#### [TASK PROMPT]
With nothing left out, give the data back exactly.

Collected data
==================================================

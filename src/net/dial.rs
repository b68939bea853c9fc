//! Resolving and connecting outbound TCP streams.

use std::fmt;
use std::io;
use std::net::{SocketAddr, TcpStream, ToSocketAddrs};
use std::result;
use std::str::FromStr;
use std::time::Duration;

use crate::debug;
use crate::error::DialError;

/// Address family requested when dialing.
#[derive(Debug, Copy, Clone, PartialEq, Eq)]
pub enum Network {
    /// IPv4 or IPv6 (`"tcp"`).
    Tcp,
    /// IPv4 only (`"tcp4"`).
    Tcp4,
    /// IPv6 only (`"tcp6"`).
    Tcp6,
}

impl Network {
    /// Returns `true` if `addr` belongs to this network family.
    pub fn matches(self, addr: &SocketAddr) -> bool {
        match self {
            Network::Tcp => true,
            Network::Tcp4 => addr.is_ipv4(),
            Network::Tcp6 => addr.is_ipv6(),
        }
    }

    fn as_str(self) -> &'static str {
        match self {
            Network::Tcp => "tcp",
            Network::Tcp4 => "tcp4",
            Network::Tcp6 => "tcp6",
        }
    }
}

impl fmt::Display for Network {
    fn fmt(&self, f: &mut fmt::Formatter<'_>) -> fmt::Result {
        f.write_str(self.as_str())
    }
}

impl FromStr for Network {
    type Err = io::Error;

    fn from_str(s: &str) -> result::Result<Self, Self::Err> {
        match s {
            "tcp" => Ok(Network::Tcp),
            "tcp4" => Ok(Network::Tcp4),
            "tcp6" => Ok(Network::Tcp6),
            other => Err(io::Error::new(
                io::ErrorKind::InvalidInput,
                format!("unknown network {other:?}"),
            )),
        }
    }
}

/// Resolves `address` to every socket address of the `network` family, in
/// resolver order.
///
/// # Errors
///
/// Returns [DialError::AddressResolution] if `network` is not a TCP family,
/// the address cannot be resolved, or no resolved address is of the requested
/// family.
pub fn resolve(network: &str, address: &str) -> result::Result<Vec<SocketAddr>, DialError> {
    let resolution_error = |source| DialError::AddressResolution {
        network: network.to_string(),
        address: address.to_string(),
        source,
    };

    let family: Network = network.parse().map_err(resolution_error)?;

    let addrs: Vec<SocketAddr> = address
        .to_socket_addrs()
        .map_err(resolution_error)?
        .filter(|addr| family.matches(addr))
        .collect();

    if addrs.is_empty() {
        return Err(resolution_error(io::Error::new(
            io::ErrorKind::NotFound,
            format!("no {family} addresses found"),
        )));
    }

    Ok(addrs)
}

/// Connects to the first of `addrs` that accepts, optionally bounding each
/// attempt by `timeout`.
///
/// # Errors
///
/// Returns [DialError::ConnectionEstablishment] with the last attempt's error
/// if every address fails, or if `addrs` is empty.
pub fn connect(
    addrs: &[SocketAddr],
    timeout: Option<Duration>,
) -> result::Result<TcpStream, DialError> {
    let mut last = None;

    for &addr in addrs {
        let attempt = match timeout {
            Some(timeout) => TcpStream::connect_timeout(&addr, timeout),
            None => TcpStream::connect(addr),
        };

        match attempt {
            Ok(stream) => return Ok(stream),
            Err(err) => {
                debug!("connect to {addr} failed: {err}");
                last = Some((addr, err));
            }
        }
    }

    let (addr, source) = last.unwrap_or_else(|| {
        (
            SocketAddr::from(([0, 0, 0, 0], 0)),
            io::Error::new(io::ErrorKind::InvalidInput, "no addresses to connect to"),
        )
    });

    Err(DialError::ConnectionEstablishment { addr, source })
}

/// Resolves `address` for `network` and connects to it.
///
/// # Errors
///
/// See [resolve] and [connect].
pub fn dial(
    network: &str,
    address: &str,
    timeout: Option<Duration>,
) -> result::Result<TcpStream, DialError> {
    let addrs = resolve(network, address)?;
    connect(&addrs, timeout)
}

==================================================

#### [THE COMPLETED TASK]
filename src/net/dial.rs
repository b68939bea853c9fc
//! Resolving and connecting outbound TCP streams.

use std::fmt;
use std::io;
use std::net::{SocketAddr, TcpStream, ToSocketAddrs};
use std::result;
use std::str::FromStr;
use std::time::Duration;

use crate::debug;
use crate::error::DialError;

/// Address family requested when dialing.
#[derive(Debug, Copy, Clone, PartialEq, Eq)]
pub enum Network {
    /// IPv4 or IPv6 (`"tcp"`).
    Tcp,
    /// IPv4 only (`"tcp4"`).
    Tcp4,
    /// IPv6 only (`"tcp6"`).
    Tcp6,
}

impl Network {
    /// Returns `true` if `addr` belongs to this network family.
    pub fn matches(self, addr: &SocketAddr) -> bool {
        match self {
            Network::Tcp => true,
            Network::Tcp4 => addr.is_ipv4(),
            Network::Tcp6 => addr.is_ipv6(),
        }
    }

    fn as_str(self) -> &'static str {
        match self {
            Network::Tcp => "tcp",
            Network::Tcp4 => "tcp4",
            Network::Tcp6 => "tcp6",
        }
    }
}

impl fmt::Display for Network {
    fn fmt(&self, f: &mut fmt::Formatter<'_>) -> fmt::Result {
        f.write_str(self.as_str())
    }
}

impl FromStr for Network {
    type Err = io::Error;

    fn from_str(s: &str) -> result::Result<Self, Self::Err> {
        match s {
            "tcp" => Ok(Network::Tcp),
            "tcp4" => Ok(Network::Tcp4),
            "tcp6" => Ok(Network::Tcp6),
            other => Err(io::Error::new(
                io::ErrorKind::InvalidInput,
                format!("unknown network {other:?}"),
            )),
        }
    }
}

/// Resolves `address` to every socket address of the `network` family, in
/// resolver order.
///
/// # Errors
///
/// Returns [DialError::AddressResolution] if `network` is not a TCP family,
/// the address cannot be resolved, or no resolved address is of the requested
/// family.
pub fn resolve(network: &str, address: &str) -> result::Result<Vec<SocketAddr>, DialError> {
    let resolution_error = |source| DialError::AddressResolution {
        network: network.to_string(),
        address: address.to_string(),
        source,
    };

    let family: Network = network.parse().map_err(resolution_error)?;

    let addrs: Vec<SocketAddr> = address
        .to_socket_addrs()
        .map_err(resolution_error)?
        .filter(|addr| family.matches(addr))
        .collect();

    if addrs.is_empty() {
        return Err(resolution_error(io::Error::new(
            io::ErrorKind::NotFound,
            format!("no {family} addresses found"),
        )));
    }

    Ok(addrs)
}

/// Connects to the first of `addrs` that accepts, optionally bounding each
/// attempt by `timeout`.
///
/// # Errors
///
/// Returns [DialError::ConnectionEstablishment] with the last attempt's error
/// if every address fails, or if `addrs` is empty.
pub fn connect(
    addrs: &[SocketAddr],
    timeout: Option<Duration>,
) -> result::Result<TcpStream, DialError> {
    let mut last = None;

    for &addr in addrs {
        let attempt = match timeout {
            Some(timeout) => TcpStream::connect_timeout(&addr, timeout),
            None => TcpStream::connect(addr),
        };

        match attempt {
            Ok(stream) => return Ok(stream),
            Err(err) => {
                debug!("connect to {addr} failed: {err}");
                last = Some((addr, err));
            }
        }
    }

    let (addr, source) = last.unwrap_or_else(|| {
        (
            SocketAddr::from(([0, 0, 0, 0], 0)),
            io::Error::new(io::ErrorKind::InvalidInput, "no addresses to connect to"),
        )
    });

    Err(DialError::ConnectionEstablishment { addr, source })
}

/// Resolves `address` for `network` and connects to it.
///
/// # Errors
///
/// See [resolve] and [connect].
pub fn dial(
    network: &str,
    address: &str,
    timeout: Option<Duration>,
) -> result::Result<TcpStream, DialError> {
    let addrs = resolve(network, address)?;
    connect(&addrs, timeout)
}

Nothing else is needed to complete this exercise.